Moderna says FDA refuses its application for new mRNA flu vaccine

The FDA has refused to consider Moderna's application for its new mRNA flu vaccine. The FDA issued a "refusal-to-file" letter objecting to Moderna's 40,000-person clinical trial, which compared the new vaccine to a standard flu shot and found it more effective in adults 50 and older. FDA vaccine director Dr. Vinay Prasad stated the trial was inadequate because it didn't compare the new shot to the best available standard of care in the US at the time of the study. The FDA pointed to advice given to Moderna in 2024 under the Biden administration, which Moderna didn't follow, regarding the use of a specific flu shot for seniors. Moderna claims the FDA initially agreed to the study's design.

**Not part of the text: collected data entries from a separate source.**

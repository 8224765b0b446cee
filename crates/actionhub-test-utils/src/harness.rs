// SPDX-FileCopyrightText: 2026 ActionHub Contributors
// SPDX-License-Identifier: MIT OR Apache-2.0

//! Harness that assembles a catalog and engine around a recording plugin.
//!
//! The registered plugin (`S1`/`P1`) requires a string `cardName` and accepts
//! an optional `position` that defaults to `"top"`.

use std::sync::Arc;

use actionhub_core::{ActionHubError, ExecutionRequest, PluginIdentity};
use actionhub_engine::{ExecutionEngine, ExecutionReport};
use actionhub_registry::{Catalog, PluginDescriptor, Registry, ServiceSpec};
use actionhub_schema::{ConfigSchema, SchemaValidator, UnknownFieldPolicy};
use serde_json::{json, Value};

use crate::recording::{Behavior, CallLog, CountingFactory};

pub const TEST_SERVICE_ID: &str = "S1";
pub const TEST_PLUGIN_ID: &str = "P1";

/// Builder for [`TestHarness`].
pub struct TestHarnessBuilder {
    behavior: Behavior,
    policy: UnknownFieldPolicy,
    context_allowlist: Option<Vec<String>>,
    extra_services: Vec<ServiceSpec>,
}

impl TestHarnessBuilder {
    fn new() -> Self {
        Self {
            behavior: Behavior::default(),
            policy: UnknownFieldPolicy::default(),
            context_allowlist: None,
            extra_services: Vec::new(),
        }
    }

    /// How the registered plugin's runners respond.
    pub fn with_behavior(mut self, behavior: Behavior) -> Self {
        self.behavior = behavior;
        self
    }

    pub fn with_policy(mut self, policy: UnknownFieldPolicy) -> Self {
        self.policy = policy;
        self
    }

    pub fn with_context_allowlist<I, S>(mut self, keys: I) -> Self
    where
        I: IntoIterator<Item = S>,
        S: Into<String>,
    {
        self.context_allowlist = Some(keys.into_iter().map(Into::into).collect());
        self
    }

    /// Register an additional service next to `S1`.
    pub fn with_service(mut self, service: ServiceSpec) -> Self {
        self.extra_services.push(service);
        self
    }

    pub fn build(self) -> Result<TestHarness, ActionHubError> {
        let factory = Arc::new(CountingFactory::new(self.behavior));

        let plugin = PluginDescriptor::new(
            TEST_PLUGIN_ID,
            "Add card",
            PluginIdentity::new("RecordingRunner", "actionhub_test_utils::recording"),
            factory.clone(),
        )
        .with_schema(card_schema())
        .with_init(json!({"cardName": ""}))
        .with_ports(["payload"], ["payload", "error"]);

        let registry = Registry::builder(SchemaValidator::new(self.policy))
            .register(ServiceSpec::new(TEST_SERVICE_ID, "Trello").with_plugin(plugin))
            .register_all(self.extra_services)
            .build()?;

        let catalog = Arc::new(Catalog::new(registry));
        let mut engine = ExecutionEngine::new(Arc::clone(&catalog));
        if let Some(keys) = self.context_allowlist {
            engine = engine.with_context_allowlist(keys);
        }

        Ok(TestHarness {
            catalog,
            engine,
            factory,
        })
    }
}

/// Schema of the recording plugin.
pub fn card_schema() -> ConfigSchema {
    ConfigSchema::new(json!({
        "type": "object",
        "properties": {
            "cardName": {"type": "string"},
            "position": {"type": "string", "enum": ["top", "bottom"], "default": "top"}
        },
        "required": ["cardName"]
    }))
}

/// An assembled catalog and engine with a recording plugin at `S1`/`P1`.
pub struct TestHarness {
    pub catalog: Arc<Catalog>,
    pub engine: ExecutionEngine,
    pub factory: Arc<CountingFactory>,
}

impl TestHarness {
    pub fn builder() -> TestHarnessBuilder {
        TestHarnessBuilder::new()
    }

    pub fn log(&self) -> &CallLog {
        self.factory.log()
    }

    /// Run `S1`/`P1` with the given context, init, and params.
    pub async fn run(
        &self,
        context: Value,
        init: Value,
        params: Value,
    ) -> Result<ExecutionReport, ActionHubError> {
        let request = ExecutionRequest {
            context: context.as_object().cloned().unwrap_or_default(),
            init,
            params: params.as_object().cloned().unwrap_or_default(),
        };
        self.engine
            .run(TEST_SERVICE_ID, TEST_PLUGIN_ID, request)
            .await
    }
}

#[cfg(test)]
mod tests {
    use super::*;

    #[tokio::test]
    async fn harness_runs_the_recording_plugin() {
        let harness = TestHarness::builder().build().unwrap();
        let report = harness
            .run(json!({}), json!({"cardName": "Buy milk"}), json!({"payload": 1}))
            .await
            .unwrap();

        assert_eq!(report.result["config"]["position"], "top");
        assert_eq!(report.result["params"]["payload"], 1);
        assert_eq!(harness.factory.created(), 1);
        assert_eq!(harness.log().execute_count(), 1);
    }
}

The FDA has declined to review Moderna's application for a new mRNA flu vaccine, despite previously signaling approval for the project. The FDA's decision stems from concerns that Moderna's clinical trials compared the new shot to standard flu shots instead of high-dose vaccines for high-risk individuals, deeming the trials inadequate. Moderna did compare their vaccine against an existing high-dose flu shot in adults ages 65 and older. Experts worry this decision could discourage future investment in innovative influenza vaccines and create uncertainty for vaccine development. While Moderna's trials showed the new vaccine elicited better antibody responses than existing vaccines, the FDA issued a refusal-to-file letter, requiring more information before considering the application.